Partner Center Find a Broker

The risk on vibes during the morning London session likely stoked demand for the higher-yielding Aussie and Kiwi, with the Aussie being the stronger of the two.

Interestingly enough, however, the safe-haven yen was also in demand and even managed to edge out the Kiwi near the end, despite the risk-on vibes. And this was likely due to the plunge in global bond yields during the session.

  • Spanish unemployment change: -61.5K vs. -58.7k expected, 7.3K previous
  • Swiss manufacturing PMI: 65.2 vs. 64.6 expected, 65.1 previous
  • German unemployment change: -29.0K vs. -13.0k expected, -20.0K previous
  • U.K. construction PMI: 52.2 vs. 52.8 expected, 53.1 previous

Major Events/Reports

U.K. construction PMI

The U.K.’s December construction PMI reading came in at 52.2, which is worse than the consensus that it would ease from 53.1 to 52.8.

And a quick reading of Markit’s commentary paints a somewhat mixed picture.

On the one hand, “residential work expanding for the sixteenth consecutive month in December,” which contributed to “the fastest upturn in new order volumes since May.”

But on the other hand, there was a “moderate fall in commercial construction, thereby continuing the downward trend seen since July.”

Moreover, Markit noted that “companies expecting a rise in output levels remained among the weakest recorded since mid-2013, which survey respondents mainly linked to worries about the wider UK economic outlook.”

On balance, therefore, Markit’s commentary actually seems tilted more towards being negative since the continued weakness in commercial construction is bad news for business investments. Also, Markit pretty much spelled out that Brexit-related  uncertainty continues to dampen investment intentions in the U.K. construction sector.

Risk appetite recovers in Europe

The major European equity indices staged a broad-based recovery today after sliding broadly lower yesterday, which is a sign that risk appetite is making a comeback.

And market analysts say that the risk-on vibes were due to positive news related to Christmas sales for British retailer next, which also boosted demand for other European retailers and improved overall risk sentiment.

Energy companies were also in demand, so recovering oil prices also likely helped to boost overall risk sentiment.

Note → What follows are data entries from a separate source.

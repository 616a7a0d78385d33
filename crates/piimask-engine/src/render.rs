//! Span renderer - turns a snapshot into display segments and a table

use piimask_core::{Snapshot, sorted_by_start};
use serde::Serialize;

/// Presentation class for an entity type. Exact-name lookup; anything not
/// listed renders as `default`.
pub fn display_class(entity_type: &str) -> &'static str {
    match entity_type {
        "PERSON" => "person",
        "LOCATION" => "location",
        "PHONE_NUMBER" => "phone",
        "PAN" => "pan",
        "AADHAAR" => "aadhaar",
        "CREDIT_CARD" => "credit_card",
        "VOTER_ID" => "voter_id",
        "IBANK" => "ibank",
        "EMAIL" => "email",
        _ => "default",
    }
}

#[derive(Debug, Clone, PartialEq, Eq, Serialize)]
#[serde(tag = "kind", rename_all = "snake_case")]
pub enum Segment {
    Plain {
        text: String,
    },
    Tagged {
        text: String,
        entity_type: String,
        class: &'static str,
    },
}

impl Segment {
    pub fn text(&self) -> &str {
        match self {
            Segment::Plain { text } | Segment::Tagged { text, .. } => text,
        }
    }
}

/// Ordered plain and tagged slices of one text.
#[derive(Debug, Clone, PartialEq, Eq, Serialize)]
pub struct MarkedUpText {
    pub segments: Vec<Segment>,
}

impl MarkedUpText {
    /// Concatenation of every segment with tags stripped.
    pub fn plain_text(&self) -> String {
        self.segments.iter().map(Segment::text).collect()
    }

    /// `<mark class="…">` markup with text escaped for HTML.
    pub fn to_html(&self) -> String {
        let mut out = String::new();
        for segment in &self.segments {
            match segment {
                Segment::Plain { text } => out.push_str(&escape_html(text)),
                Segment::Tagged { text, class, .. } => {
                    out.push_str(&format!(
                        "<mark class=\"{}\">{}</mark>",
                        class,
                        escape_html(text)
                    ));
                }
            }
        }
        out
    }

    /// Tagged slices wrapped as `[class: text]`, for terminals.
    pub fn to_bracketed(&self) -> String {
        let mut out = String::new();
        for segment in &self.segments {
            match segment {
                Segment::Plain { text } => out.push_str(text),
                Segment::Tagged { text, class, .. } => {
                    out.push_str(&format!("[{}: {}]", class, text));
                }
            }
        }
        out
    }
}

/// One row of the entity table.
#[derive(Debug, Clone, PartialEq, Serialize)]
pub struct TableRow {
    pub entity_type: String,
    pub value: String,
    pub start: usize,
    pub end: usize,
    pub confidence_percent: u8,
}

/// Split the snapshot text into plain and tagged segments.
///
/// Spans are visited by start (stable on ties), so any input order works.
/// Empty plain slices are not emitted.
pub fn render(snapshot: &Snapshot) -> MarkedUpText {
    let mut segments = Vec::with_capacity(snapshot.spans().len() * 2 + 1);
    let mut last_index = 0;

    for span in sorted_by_start(snapshot.spans()) {
        let before = snapshot.slice(last_index, span.start);
        if !before.is_empty() {
            segments.push(Segment::Plain {
                text: before.to_string(),
            });
        }

        segments.push(Segment::Tagged {
            text: snapshot.value_of(&span).to_string(),
            class: display_class(&span.entity_type),
            entity_type: span.entity_type,
        });
        last_index = span.end;
    }

    let rest = snapshot.slice(last_index, usize::MAX);
    if !rest.is_empty() {
        segments.push(Segment::Plain {
            text: rest.to_string(),
        });
    }

    MarkedUpText { segments }
}

/// Entity table rows in the order the spans were supplied.
pub fn table(snapshot: &Snapshot) -> Vec<TableRow> {
    snapshot
        .spans()
        .iter()
        .map(|span| TableRow {
            entity_type: span.entity_type.clone(),
            value: snapshot.value_of(span).to_string(),
            start: span.start,
            end: span.end,
            confidence_percent: confidence_percent(span.confidence),
        })
        .collect()
}

/// `confidence * 100` rounded half-up to a whole percent.
///
/// The product is first snapped to 9 decimal places so binary noise such as
/// `0.995 * 100 = 99.49999999999999` still rounds up.
pub fn confidence_percent(confidence: f64) -> u8 {
    let scaled = confidence.clamp(0.0, 1.0) * 100.0;
    let snapped = (scaled * 1e9).round() / 1e9;
    (snapped + 0.5).floor() as u8
}

fn escape_html(text: &str) -> String {
    let mut out = String::with_capacity(text.len());
    for c in text.chars() {
        match c {
            '&' => out.push_str("&amp;"),
            '<' => out.push_str("&lt;"),
            '>' => out.push_str("&gt;"),
            '"' => out.push_str("&quot;"),
            '\'' => out.push_str("&#39;"),
            _ => out.push(c),
        }
    }
    out
}

#[cfg(test)]
mod tests {
    use super::*;
    use piimask_core::{Span, entity};

    fn sample() -> Snapshot {
        Snapshot::new(
            "Call John at 9876543210",
            vec![
                Span::new(entity::PHONE_NUMBER, 13, 23, 0.95),
                Span::new(entity::PERSON, 5, 9, 0.9),
            ],
        )
        .unwrap()
    }

    #[test]
    fn test_render_sorts_spans() {
        let marked = render(&sample());
        assert_eq!(
            marked.segments,
            vec![
                Segment::Plain {
                    text: "Call ".to_string()
                },
                Segment::Tagged {
                    text: "John".to_string(),
                    entity_type: entity::PERSON.to_string(),
                    class: "person",
                },
                Segment::Plain {
                    text: " at ".to_string()
                },
                Segment::Tagged {
                    text: "9876543210".to_string(),
                    entity_type: entity::PHONE_NUMBER.to_string(),
                    class: "phone",
                },
            ]
        );
        assert_eq!(marked.plain_text(), "Call John at 9876543210");
    }

    #[test]
    fn test_render_without_spans() {
        let snapshot = Snapshot::new("nothing here", vec![]).unwrap();
        let marked = render(&snapshot);
        assert_eq!(marked.segments.len(), 1);
        assert_eq!(marked.plain_text(), "nothing here");
    }

    #[test]
    fn test_render_adjacent_spans() {
        let snapshot = Snapshot::new(
            "RaviDelhi!",
            vec![
                Span::new(entity::LOCATION, 4, 9, 0.85),
                Span::new(entity::PERSON, 0, 4, 0.9),
            ],
        )
        .unwrap();
        let marked = render(&snapshot);
        assert_eq!(marked.to_bracketed(), "[person: Ravi][location: Delhi]!");
    }

    #[test]
    fn test_display_class_is_exact_lookup() {
        assert_eq!(display_class("PHONE_NUMBER"), "phone");
        assert_eq!(display_class("PAN"), "pan");
        assert_eq!(display_class("PAN_NUMBER"), "default");
        assert_eq!(display_class("EMAIL_ADDRESS"), "default");
        assert_eq!(display_class("IBANK"), "ibank");
    }

    #[test]
    fn test_html_escapes_text() {
        let snapshot =
            Snapshot::new("<b>Ravi</b>", vec![Span::new(entity::PERSON, 3, 7, 0.9)]).unwrap();
        assert_eq!(
            render(&snapshot).to_html(),
            "&lt;b&gt;<mark class=\"person\">Ravi</mark>&lt;/b&gt;"
        );
    }

    #[test]
    fn test_table_keeps_caller_order() {
        let rows = table(&sample());
        assert_eq!(rows.len(), 2);
        assert_eq!(rows[0].entity_type, entity::PHONE_NUMBER);
        assert_eq!(rows[0].value, "9876543210");
        assert_eq!(rows[0].confidence_percent, 95);
        assert_eq!(rows[1].value, "John");
        assert_eq!(rows[1].confidence_percent, 90);
    }

    #[test]
    fn test_confidence_rounding_half_up() {
        assert_eq!(confidence_percent(0.005), 1);
        assert_eq!(confidence_percent(0.004), 0);
        assert_eq!(confidence_percent(0.995), 100);
        assert_eq!(confidence_percent(0.994), 99);
        assert_eq!(confidence_percent(0.125), 13);
        assert_eq!(confidence_percent(0.0), 0);
        assert_eq!(confidence_percent(1.0), 100);
        assert_eq!(confidence_percent(0.85), 85);
    }
}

  • The pan-European FTSEurofirst 300 was up by 0.22% to 1,529.46
  • Germany’s DAX was up by 0.34% to 12,915.50
  • The blue-chip Euro Stoxx 50 was up by 0.21% to 3,492.50

U.S. equity futures were also well-supported by the risk-on vibes in Europe and hinted that risk-taking may continue into the U.S. session.

  • S&P 500 futures were up by 0.13% to 2,696.50
  • Nasdaq futures were up by 0.16% to 6,525.25

Global bond yields fall

Despite signs of returning appetite for risk in the European equity and U.S. equity futures markets, global bond yields actually took hits, with European bond yields leading the downhill charge.

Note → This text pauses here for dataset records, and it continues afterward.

use std::io::Write;
use std::path::PathBuf;

use anyhow::Result;
use piimask_classifier::Classifier;
use piimask_config::Config;
use piimask_engine::{Session, SessionState, export};
use tokio::io::{AsyncBufReadExt, BufReader};

use super::{build_classifier, print_snapshot, read_source};
use crate::cli::OutputFormat;

const HELP: &str = "\
Commands:
  analyze <SOURCE>   classify text:<content>, file:<path> or a path
  mask               show the masked text
  restore            show the original text
  reset              clear the session
  show               print the current view
  export [PATH]      write the current entities as JSON
  help               this message
  quit               leave the shell";

#[derive(Debug, PartialEq, Eq)]
pub enum ShellCommand {
    Analyze(String),
    Mask,
    Restore,
    Reset,
    Show,
    Export(Option<PathBuf>),
    Help,
    Quit,
    Empty,
}

impl ShellCommand {
    pub fn parse(line: &str) -> std::result::Result<Self, String> {
        let line = line.trim();
        let (word, rest) = match line.split_once(char::is_whitespace) {
            Some((word, rest)) => (word, rest.trim()),
            None => (line, ""),
        };

        let command = match word.to_ascii_lowercase().as_str() {
            "" => ShellCommand::Empty,
            "analyze" if rest.is_empty() => return Err("usage: analyze <SOURCE>".to_string()),
            "analyze" if rest == "-" => {
                return Err("stdin is not available inside the shell".to_string());
            }
            "analyze" => ShellCommand::Analyze(rest.to_string()),
            "mask" => ShellCommand::Mask,
            "restore" | "unmask" => ShellCommand::Restore,
            "reset" => ShellCommand::Reset,
            "show" => ShellCommand::Show,
            "export" if rest.is_empty() => ShellCommand::Export(None),
            "export" => ShellCommand::Export(Some(PathBuf::from(rest))),
            "help" | "?" => ShellCommand::Help,
            "quit" | "exit" => ShellCommand::Quit,
            other => return Err(format!("unknown command '{}', try 'help'", other)),
        };

        Ok(command)
    }
}

pub async fn run(config: &Config, format: OutputFormat) -> Result<()> {
    let classifier = build_classifier(&config.classifier)?;
    let mut session = Session::new();

    println!("piimask shell ({} classifier). Type 'help' for commands.", classifier.name());
    prompt()?;

    let mut lines = BufReader::new(tokio::io::stdin()).lines();
    while let Some(line) = lines.next_line().await? {
        match ShellCommand::parse(&line) {
            Ok(ShellCommand::Quit) => break,
            Ok(command) => {
                if let Err(e) =
                    execute(&mut session, classifier.as_ref(), command, config, format).await
                {
                    eprintln!("Error: {}", e);
                }
            }
            Err(message) => eprintln!("{}", message),
        }
        prompt()?;
    }

    Ok(())
}

async fn execute(
    session: &mut Session,
    classifier: &dyn Classifier,
    command: ShellCommand,
    config: &Config,
    format: OutputFormat,
) -> Result<()> {
    match command {
        ShellCommand::Analyze(source) => {
            let text = read_source(&source).await?;
            let original = session.analyze(text, classifier).await?;
            print_snapshot(original, format, true)?;
        }
        ShellCommand::Mask => {
            let masked = session.mask()?;
            print_snapshot(masked, format, true)?;
        }
        ShellCommand::Restore => {
            let original = session.restore()?;
            print_snapshot(original, format, true)?;
        }
        ShellCommand::Reset => {
            session.reset();
            println!("Session cleared.");
        }
        ShellCommand::Show => match session.active() {
            Some(snapshot) => print_snapshot(snapshot, format, true)?,
            None => println!("Nothing analyzed yet."),
        },
        ShellCommand::Export(path) => {
            let path = path.unwrap_or_else(|| PathBuf::from(&config.export.file_name));
            export::write(session, &path)?;
            let view = match session.state() {
                SessionState::Masked => "masked",
                _ => "original",
            };
            println!("✓ Exported entities to {} (viewing {})", path.display(), view);
        }
        ShellCommand::Help => println!("{}", HELP),
        ShellCommand::Quit | ShellCommand::Empty => {}
    }

    Ok(())
}

fn prompt() -> Result<()> {
    print!("piimask> ");
    std::io::stdout().flush()?;
    Ok(())
}
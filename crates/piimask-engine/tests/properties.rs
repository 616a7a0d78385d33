use piimask_core::{Snapshot, Span, entity};
use piimask_engine::{Session, render, transform};
use piimask_security::{RuleTable, mask};
use proptest::prelude::*;

const ENTITIES: &[&str] = &[
    entity::PERSON,
    entity::LOCATION,
    entity::PHONE_NUMBER,
    entity::PAN_NUMBER,
    entity::AADHAAR_NUMBER,
    entity::CREDIT_CARD,
    entity::IBAN_CODE,
    entity::VOTER_ID,
    entity::EMAIL_ADDRESS,
    entity::UPI_ID,
];

/// A text assembled from gap/value pieces plus one span per value, listed
/// in reverse so the engine has to sort. Also returns the gaps and values.
#[derive(Debug, Clone)]
struct Doc {
    text: String,
    spans: Vec<Span>,
    gaps: Vec<String>,
    values: Vec<String>,
}

fn doc(min_spans: usize) -> impl Strategy<Value = Doc> {
    (
        prop::collection::vec(
            (
                "[a-z ,.]{0,6}",
                "\\PC{1,14}",
                0..ENTITIES.len(),
                0.0f64..=1.0,
            ),
            min_spans..6,
        ),
        "[a-z .]{0,6}",
    )
        .prop_map(|(parts, tail)| {
            let mut text = String::new();
            let mut len = 0;
            let mut spans = Vec::new();
            let mut gaps = Vec::new();
            let mut values = Vec::new();

            for (gap, value, kind, confidence) in parts {
                text.push_str(&gap);
                len += gap.chars().count();
                let start = len;
                text.push_str(&value);
                len += value.chars().count();
                spans.push(Span::new(ENTITIES[kind], start, len, confidence));
                gaps.push(gap);
                values.push(value);
            }
            text.push_str(&tail);
            gaps.push(tail);
            spans.reverse();

            Doc {
                text,
                spans,
                gaps,
                values,
            }
        })
}

proptest! {
    #[test]
    fn rendering_reconstructs_text(doc in doc(0)) {
        let snapshot = Snapshot::new(doc.text.clone(), doc.spans.clone()).unwrap();
        let marked = render(&snapshot);
        prop_assert_eq!(marked.plain_text(), doc.text);
    }

    #[test]
    fn masked_offsets_are_consistent(doc in doc(1)) {
        let original = Snapshot::new(doc.text.clone(), doc.spans.clone()).unwrap();
        let masked = transform::mask(&original, &RuleTable::new()).unwrap();
        let len = masked.char_len();

        for span in masked.spans() {
            prop_assert!(span.start < span.end);
            prop_assert!(span.end <= len);
        }
        for pair in masked.spans().windows(2) {
            prop_assert!(pair[0].end <= pair[1].start);
        }
    }

    #[test]
    fn masked_text_is_gaps_and_masked_values(doc in doc(1)) {
        let original = Snapshot::new(doc.text.clone(), doc.spans.clone()).unwrap();
        let masked = transform::mask(&original, &RuleTable::new()).unwrap();

        // spans were listed in reverse; restore text order for comparison
        let mut in_order = doc.spans.clone();
        in_order.reverse();

        let mut expected = String::new();
        for (i, value) in doc.values.iter().enumerate() {
            expected.push_str(&doc.gaps[i]);
            expected.push_str(&mask(&in_order[i].entity_type, value));
        }
        expected.push_str(doc.gaps.last().unwrap());

        prop_assert_eq!(masked.text(), expected.as_str());
        for (span, original_span) in masked.spans().iter().zip(&in_order) {
            prop_assert_eq!(&span.entity_type, &original_span.entity_type);
            prop_assert_eq!(
                masked.value_of(span),
                mask(&original_span.entity_type, original.value_of(original_span))
            );
        }
    }

    #[test]
    fn restore_returns_untouched_original(doc in doc(1)) {
        let mut session = Session::new();
        let ticket = session.begin_analysis(doc.text.clone());
        prop_assume!(ticket.is_ok());
        session.commit_analysis(ticket.unwrap(), doc.spans.clone()).unwrap();

        session.mask().unwrap();
        let restored = session.restore().unwrap();
        prop_assert_eq!(restored.text(), doc.text.as_str());
        prop_assert_eq!(restored.spans(), doc.spans.as_slice());
    }
}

And according to market analysts, bond yields took a dive during the morning London session because the European Union’s Markets in Financial Instrument Directive II (Mifid II) will take effect starting today and investors were supposedly uncertain on how the new rules will affect the bond market.

  • German 10-year bond yield down by 6.71% to 0.429%
  • French 10-year bond yield down by 4.96% to 0.779%
  • U.K. 10-year bond yield down by 4.11% to 1.235%
  • Spanish 10-year bond yield down by 3.16% to 1.564%
  • Italian 10-year bond yield down by 3.19% to 2.032%
  • U.S. 10-year bond yield down by 0.51% to 2.453%
  • Canadian 10-year bond yield down by 0.53% to 2.070%

Major Market Mover(s):


The higher-yielding Aussie ruled over all during the morning London session, likely because the Aussie (as well as the Kiwi) got a boost from the risk-friendly environment. It also probably helped that gold was able to cling on to its gains despite the Greenback’s recent rise.

AUD/USD was up by 12 pips (+0.17%) to 0.7833, AUD/CAD was up by 18 pips (+0.18%) to 0.9807, AUD/CHF was up by 38 pips (+0.50%) to 0.7642


The safe-haven yen managed to edge out the higher-yielding Kiwi and even gave the Aussie a run for its money, even though risk-taking was the name of the game during the morning London session.

Bonds yields were down, though, and yen pairs were very likely taking directional cues from those.

USD/JPY was down by 10 pips (-0.09%) to 112.25, GBP/JPY was down by 46 pips (-0.31%) to 152.26, CHF/JPY was down by 50 pips (-0.43%) to 115.04


The Swissy is considered a safe-haven currency as well. Unlike the yen, however, the Swissy doesn’t really take directional cues from bond yields, so the Swissy bore  the full brunt of the risk-on vibes and was the worst-performing currency of the morning London session.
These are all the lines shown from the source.